Certo non si può e non si deve generalizzare, ma un'opera di bonifica approfondita è necessaria oltre che urgente. E a quanti pensano che tutto ciò sia eccessivo chiediamo loro di andare a spiegare ai figli di Filippo Raciti, 9 e 15 anni, perché il papà è morto per una partita di calcio.

Dai politici ci aspettiamo il coraggio di misure ancora più severe di quelle in vigore che, a quanto pare, continuano a mostrarsi drammaticamente inadeguate a contenere il fenomeno della violenza negli stadi. Si introducano misure realmente preventive e repressive nei confronti dei violenti, facendo soprattutto in modo che vengano messe in atto senza alcuna indulgenza.
Non si capisce perché certi individui siano puntualmente allo stadio invece che altrove, magari in galera laddove si siano resi responsabili di episodi gravi. In Inghilterra ci sono riusciti con i famigerati "hooligans", perché non ci si può riuscire anche in Italia?
Che senso ha mandare drappelli di uomini delle forze dell'ordine in assetto antisommossa negli stadi - peraltro distraendoli da altri compiti e con un costo enorme - ad arrestare balordi che poi puntualmente si ritrovano di fronte con bombe, bastoni e passamontagna la domenica successiva?
Se per qualcuno lo stadio è un campo di battaglia, allora lo si combatta con la stessa determinazione con la quale si affronta un nemico in guerra.

Ai protagonisti del calcio - atleti, allenatori, dirigenti - chiediamo di attenuare i toni delle dichiarazioni prima e dopo le partite. Spesso basta poco per accendere animi già facilmente infiammabili.
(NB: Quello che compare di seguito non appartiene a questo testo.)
//! Persisted JSON shape of a session.
//!
//! Field names are camelCase and timestamps ISO-8601 strings. Reading a record
//! back is fallible: every invariant of `Session` is re-checked.

use serde::{Deserialize, Serialize};

use crate::domain::foundation::{
    AvailabilityId, ServiceTypeId, SessionId, Timestamp, UserId, ValidationError,
};

use super::{
    Cancellation, MeetingLink, NoShowMark, NoShowParty, Session, SessionStatus, SessionType,
};

#[derive(Debug, Clone, PartialEq, Serialize, Deserialize)]
#[serde(rename_all = "camelCase")]
pub struct SessionRecord {
    pub id: SessionId,
    #[serde(default)]
    pub student_id: Option<String>,
    pub provider_id: String,
    #[serde(default)]
    pub service_type_id: Option<ServiceTypeId>,
    pub session_type: SessionType,
    #[serde(default)]
    pub subject: Option<String>,
    #[serde(default)]
    pub grade_level: Option<String>,
    pub scheduled_start_time: Timestamp,
    pub scheduled_end_time: Timestamp,
    pub status: SessionStatus,
    pub price_cents: i64,
    #[serde(default)]
    pub amount_charged_cents: i64,
    #[serde(default)]
    pub amount_refunded_cents: i64,
    #[serde(default)]
    pub cancelled_at: Option<Timestamp>,
    #[serde(default)]
    pub cancelled_by: Option<String>,
    #[serde(default)]
    pub cancellation_reason: Option<String>,
    #[serde(default)]
    pub cancellation_note: Option<String>,
    #[serde(default)]
    pub marked_no_show_at: Option<Timestamp>,
    #[serde(default)]
    pub marked_no_show_by: Option<String>,
    #[serde(default)]
    pub no_show_party: Option<NoShowParty>,
    #[serde(default)]
    pub booked_at: Option<Timestamp>,
    #[serde(default)]
    pub booked_by: Option<String>,
    #[serde(default)]
    pub availability_id: Option<AvailabilityId>,
    pub created_at: Timestamp,
    pub updated_at: Timestamp,
    #[serde(default, skip_serializing_if = "Option::is_none")]
    pub payment_reference: Option<String>,
    #[serde(default, skip_serializing_if = "Option::is_none")]
    pub meeting_join_url: Option<String>,
    #[serde(default, skip_serializing_if = "Option::is_none")]
    pub meeting_id: Option<String>,
    #[serde(default)]
    pub version: u64,
}

/// Blank strings from older writers mean "unset".
fn present(value: Option<String>) -> Option<String> {
    value.filter(|v| !v.trim().is_empty())
}

fn user(value: Option<String>) -> Result<Option<UserId>, ValidationError> {
    present(value).map(UserId::new).transpose()
}

impl TryFrom<SessionRecord> for Session {
    type Error = ValidationError;

    fn try_from(record: SessionRecord) -> Result<Self, Self::Error> {
        let cancellation = match (record.cancelled_at, user(record.cancelled_by)?) {
            (Some(cancelled_at), Some(cancelled_by)) => Some(Cancellation {
                cancelled_at,
                cancelled_by,
                reason: present(record.cancellation_reason)
                    .unwrap_or_else(|| "unspecified".to_string()),
                note: present(record.cancellation_note),
            }),
            (None, None) => None,
            _ => {
                return Err(ValidationError::invariant(
                    "cancelledAt and cancelledBy must be set together",
                ))
            }
        };

        let no_show = match (
            record.marked_no_show_at,
            user(record.marked_no_show_by)?,
            record.no_show_party,
        ) {
            (Some(marked_at), Some(marked_by), Some(party)) => Some(NoShowMark {
                marked_at,
                marked_by,
                party,
            }),
            (None, None, None) => None,
            _ => {
                return Err(ValidationError::invariant(
                    "markedNoShowAt, markedNoShowBy and noShowParty must be set together",
                ))
            }
        };

        let meeting = match (present(record.meeting_join_url), record.meeting_id) {
            (Some(join_url), meeting_id) => Some(MeetingLink {
                join_url,
                meeting_id: meeting_id.unwrap_or_default(),
            }),
            (None, _) => None,
        };

        Session::reconstitute(
            record.id,
            user(record.student_id)?,
            record.provider_id,
            record.service_type_id,
            record.availability_id,
            record.session_type,
            present(record.subject),
            present(record.grade_level),
            record.scheduled_start_time,
            record.scheduled_end_time,
            record.status,
            record.price_cents,
            record.amount_charged_cents,
            record.amount_refunded_cents,
            cancellation,
            no_show,
            record.booked_at,
            user(record.booked_by)?,
            present(record.payment_reference),
            meeting,
            record.created_at,
            record.updated_at,
            record.version,
        )
    }
}

impl From<&Session> for SessionRecord {
    fn from(session: &Session) -> Self {
        let cancellation = session.cancellation();
        let no_show = session.no_show();
        let meeting = session.meeting();
        Self {
            id: session.id(),
            student_id: session.student_id().map(|id| id.to_string()),
            provider_id: session.provider_id().to_string(),
            service_type_id: session.service_type_id(),
            session_type: session.session_type(),
            subject: session.subject().map(str::to_string),
            grade_level: session.grade_level().map(str::to_string),
            scheduled_start_time: session.scheduled_start(),
            scheduled_end_time: session.scheduled_end(),
            status: session.status(),
            price_cents: session.price_cents(),
            amount_charged_cents: session.amount_charged_cents(),
            amount_refunded_cents: session.amount_refunded_cents(),
            cancelled_at: cancellation.map(|c| c.cancelled_at),
            cancelled_by: cancellation.map(|c| c.cancelled_by.to_string()),
            cancellation_reason: cancellation.map(|c| c.reason.clone()),
            cancellation_note: cancellation.and_then(|c| c.note.clone()),
            marked_no_show_at: no_show.map(|n| n.marked_at),
            marked_no_show_by: no_show.map(|n| n.marked_by.to_string()),
            no_show_party: no_show.map(|n| n.party),
            booked_at: session.booked_at(),
            booked_by: session.booked_by().map(|id| id.to_string()),
            availability_id: session.availability_id(),
            created_at: session.created_at(),
            updated_at: session.updated_at(),
            payment_reference: session.payment_reference().map(str::to_string),
            meeting_join_url: meeting.map(|m| m.join_url.clone()),
            meeting_id: meeting.map(|m| m.meeting_id.clone()),
            version: session.version(),
        }
    }
}

#[cfg(test)]
mod tests {
    use super::*;
    use crate::domain::foundation::{Actor, Role};
    use crate::domain::session::aggregate::tests::{open_slot, scheduled_session, start, student};
    use serde_json::json;

    #[test]
    fn record_uses_camel_case_wire_names() {
        let record = SessionRecord::from(&scheduled_session());
        let json = serde_json::to_value(&record).unwrap();

        for key in [
            "studentId",
            "providerId",
            "sessionType",
            "scheduledStartTime",
            "scheduledEndTime",
            "priceCents",
            "amountChargedCents",
            "amountRefundedCents",
            "bookedAt",
            "createdAt",
            "updatedAt",
            "paymentReference",
        ] {
            assert!(json.get(key).is_some(), "missing {}", key);
        }
        assert_eq!(json["status"], "scheduled");
        assert_eq!(json["scheduledStartTime"], "2025-06-02T16:00:00Z");
    }

    #[test]
    fn cancelled_session_survives_storage() {
        let mut session = scheduled_session();
        session
            .cancel(
                &Actor::new(student(), Role::Student),
                "sick",
                Some("fever".into()),
                start().minus_hours(30),
            )
            .unwrap();

        let json = serde_json::to_string(&SessionRecord::from(&session)).unwrap();
        let record: SessionRecord = serde_json::from_str(&json).unwrap();
        assert_eq!(record.cancellation_note.as_deref(), Some("fever"));
        assert_eq!(Session::try_from(record).unwrap(), session);
    }

    #[test]
    fn legacy_empty_student_reads_as_unbooked() {
        let mut json = serde_json::to_value(SessionRecord::from(&open_slot())).unwrap();
        json["studentId"] = json!("");

        let record: SessionRecord = serde_json::from_value(json).unwrap();
        let session = Session::try_from(record).unwrap();
        assert!(session.student_id().is_none());
    }

    #[test]
    fn legacy_paid_status_loads() {
        let mut json = serde_json::to_value(SessionRecord::from(&scheduled_session())).unwrap();
        json["status"] = json!("paid");

        let record: SessionRecord = serde_json::from_value(json).unwrap();
        let session = Session::try_from(record).unwrap();
        assert_eq!(session.status(), SessionStatus::Paid);
    }

    #[test]
    fn refund_above_charge_is_rejected_on_read() {
        let mut record = SessionRecord::from(&scheduled_session());
        record.status = SessionStatus::Refunded;
        record.amount_refunded_cents = 9000;
        record.cancelled_at = Some(start());
        record.cancelled_by = Some("student-1".into());
        assert!(Session::try_from(record).is_err());
    }

    #[test]
    fn cancellation_fields_without_status_are_rejected() {
        let mut record = SessionRecord::from(&scheduled_session());
        record.cancelled_at = Some(start());
        record.cancelled_by = Some("student-1".into());
        assert!(Session::try_from(record).is_err());
    }

    #[test]
    fn unknown_status_fails_to_parse() {
        let mut json = serde_json::to_value(SessionRecord::from(&open_slot())).unwrap();
        json["status"] = json!("booked");
        assert!(serde_json::from_value::<SessionRecord>(json).is_err());
    }

    #[test]
    fn placeholder_provider_still_loads() {
        let mut record = SessionRecord::from(&open_slot());
        record.provider_id = "undefined".into();
        let session = Session::try_from(record).unwrap();
        assert_eq!(session.provider_id(), "undefined");
    }
}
Occorre un'assunzione di responsabilità, nella consapevolezza che anche una parola può diventare un pretesto.

Lo stesso chiediamo ai colleghi dell'informazione, soprattutto di quella sportiva.
Prendiamo questo sport meno sul serio, impariamo a parlare di calcio considerandolo per quello che è:  un gioco. È vero, dietro ci sono milioni (forse troppi) e passioni (spesso incontrollate), ma proprio per questo è bene che si cominci ad usare un linguaggio meno aggressivo, più conciliante. Perché poi apparirebbe quantomeno ipocrita indignarsi per un morto allo stadio.

La bomba carta esplosa ieri sera a Catania si è portata via una vita e con essa l'illusione che il calcio potesse comunque "salvarsi" così com'è. Chiudiamolo, questo calcio. Un anno di fermo o di partite a porte chiuse per ripulirlo dalla melma, per ripensarlo da cima a fondo. C'è una cultura da costruire, quella che non è mai entrata in uno stadio. Tutti devono esserne consapevoli, tutti devono assumersi le proprie responsabilità. Non farlo significherebbe diventare in qualche modo complici di quelli che negli stadi e in nome del calcio arrivano persino ad uccidere.
Che i nomi di Vincenzo Paparelli, di Vincenzo Spagnolo, di Salvatore Moschella, di Ermanno Licursi e di Filippo Raciti siano un monito a fermare questa assurda barbarie.